There are four exhibits at Cove Street Arts worth seeing – and examining – but here only space and time will allow for a close examination of three.
If you can make it to the Portland Art Space before Saturday, you’ll also be treated to “Gargantua & Lilliputian,” a printmaking exhibition curated by David Wolfe, which brought together important and innovative works by artists from here and around the world.
Meanwhile, the visual display of text in “Things Seemed to Be Breaking” (until May 22) and the moving photography in “Séan Alonzo Harris: The Space Between” (until June 26) share the gift of powerfully distill the subjects to their absolute essence. . It is an important goal of poetry, and both are rich in poetics.

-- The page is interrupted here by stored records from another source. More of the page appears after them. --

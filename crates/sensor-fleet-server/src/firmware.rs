// crates/sensor-fleet-server/src/firmware.rs
// ============================================================================
// Module: Firmware Image Loading
// Description: Reads configured firmware images from disk at startup.
// Purpose: Build the immutable firmware registry served to devices.
// Dependencies: sensor-fleet-core, sensor-fleet-config
// ============================================================================

//! ## Overview
//! Images are read once at startup into shared byte buffers. The hash that
//! names an image comes from its optional hash source (the ELF the served
//! binary was derived from) or from the blob itself, and a pinned hash in
//! configuration must agree with it.

// ============================================================================
// SECTION: Imports
// ============================================================================

use std::fs;
use std::path::Path;

use sensor_fleet_config::FirmwareConfig;
use sensor_fleet_config::FirmwareImageConfig;
use sensor_fleet_core::FirmwareImage;
use sensor_fleet_core::FirmwareRegistry;

use crate::server::ServerError;

// ============================================================================
// SECTION: Loading
// ============================================================================

/// Loads the stable and optional beta images described by `config`.
///
/// # Errors
///
/// Returns [`ServerError::Init`] when an image cannot be read or a pinned
/// hash disagrees with the computed one.
pub fn load_firmware_registry(config: &FirmwareConfig) -> Result<FirmwareRegistry, ServerError> {
    let stable = load_image("stable", &config.stable, &config.base_url)?;
    let beta = config
        .beta
        .as_ref()
        .map(|image| load_image("beta", image, &config.base_url))
        .transpose()?;
    Ok(FirmwareRegistry::new(stable, beta))
}

/// Loads one channel image.
fn load_image(
    channel: &str,
    config: &FirmwareImageConfig,
    base_url: &str,
) -> Result<FirmwareImage, ServerError> {
    let blob = read_image_file(channel, &config.blob_path)?;
    let hash_source = config
        .hash_source_path
        .as_deref()
        .map(|path| read_image_file(channel, path))
        .transpose()?;
    FirmwareImage::build(blob, hash_source.as_deref(), config.hash.as_deref(), base_url)
        .map_err(|err| ServerError::Init(format!("{channel} firmware: {err}")))
}

/// Reads an image file, naming the channel on failure.
fn read_image_file(channel: &str, path: &Path) -> Result<Vec<u8>, ServerError> {
    fs::read(path).map_err(|err| {
        ServerError::Init(format!("{channel} firmware {}: {err}", path.display()))
    })
}

// ============================================================================
// SECTION: Tests
// ============================================================================

#[cfg(test)]
mod tests {
    #![allow(
        clippy::unwrap_used,
        clippy::expect_used,
        reason = "Test-only assertions are permitted."
    )]

    use std::fs;

    use sensor_fleet_config::FirmwareConfig;
    use sensor_fleet_config::FirmwareImageConfig;
    use sensor_fleet_core::runtime::firmware_digest;

    use super::load_firmware_registry;

    #[test]
    fn registry_names_images_by_hash_source() {
        let dir = tempfile::tempdir().unwrap();
        fs::write(dir.path().join("stable.bin"), b"stable binary").unwrap();
        fs::write(dir.path().join("stable.elf"), b"stable elf").unwrap();
        fs::write(dir.path().join("beta.bin"), b"beta binary").unwrap();
        let expected = firmware_digest(b"stable elf");
        let config = FirmwareConfig {
            base_url: "https://fleet.test:8443/".to_string(),
            stable: FirmwareImageConfig {
                blob_path: dir.path().join("stable.bin"),
                hash_source_path: Some(dir.path().join("stable.elf")),
                hash: Some(expected.as_str().to_string()),
            },
            beta: Some(FirmwareImageConfig {
                blob_path: dir.path().join("beta.bin"),
                hash_source_path: None,
                hash: None,
            }),
        };

        let registry = load_firmware_registry(&config).unwrap();
        assert_eq!(registry.stable().hash(), &expected);
        assert_eq!(&registry.stable().blob()[..], b"stable binary");
        assert_eq!(
            registry.stable().url(),
            format!("https://fleet.test:8443/fw/{}", expected.as_str())
        );
        let beta = registry.beta().unwrap();
        assert_eq!(beta.hash(), &firmware_digest(b"beta binary"));
    }

    #[test]
    fn missing_image_fails_startup() {
        let dir = tempfile::tempdir().unwrap();
        let config = FirmwareConfig {
            base_url: "https://fleet.test".to_string(),
            stable: FirmwareImageConfig {
                blob_path: dir.path().join("absent.bin"),
                hash_source_path: None,
                hash: None,
            },
            beta: None,
        };
        let err = load_firmware_registry(&config).unwrap_err();
        assert!(err.to_string().contains("stable firmware"));
    }
}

Finally, the Rockland-based Ellis-Beauregard Foundation, which provides resources to artists in Maine through grants, scholarships and more, showcases the work of its grantees in “Fellows & Residents” (until June 19 ).
“Things Seemed to Be Breaking” marks the release of Maine-laureate Stuart Kestenbaum’s outgoing compilation of “blackout poems” of the same name, in which he used a Sharpie to heavily draft the text, leaving behind fragments of words that have then informed the titles of the results “” poems. The exhibition features several framed versions, as well as collaborations between Kestenbaum and his partner Susan Webster, and a solo piece by Webster.
The ability of occulted poems to convey so much with so little is literally breathtaking. They are like haikus of haikus in their brevity, by turns tragic, politically charged and humorous. In one, Kestenbaum invokes the calamity of food insecurity by isolating the words “Dear God / the / famished” and then titling the poem “Biblical Studies”. In “Give Some Away”, he criticizes the emptiness of consumerism with “what is wrong. I have everything.
“We had all the authority we needed,” the words of a poem titled “How Problems Begin,” could they target Trump’s despotic presidency, the right-wing protesters who stormed Capitol Hill, police brutality or the blood-soaked Syrian of al-Assad. mass repression. The fact that it can be applied to any of them (and more) induces despair. This makes poems sardonic and erased like “Oxymoron” containing only the words “eminent poet”, a welcome comic relief. Visually, they explore the territory of Barbara Kruger, Christopher Wool, Glenn Ligon, and others who use language as art.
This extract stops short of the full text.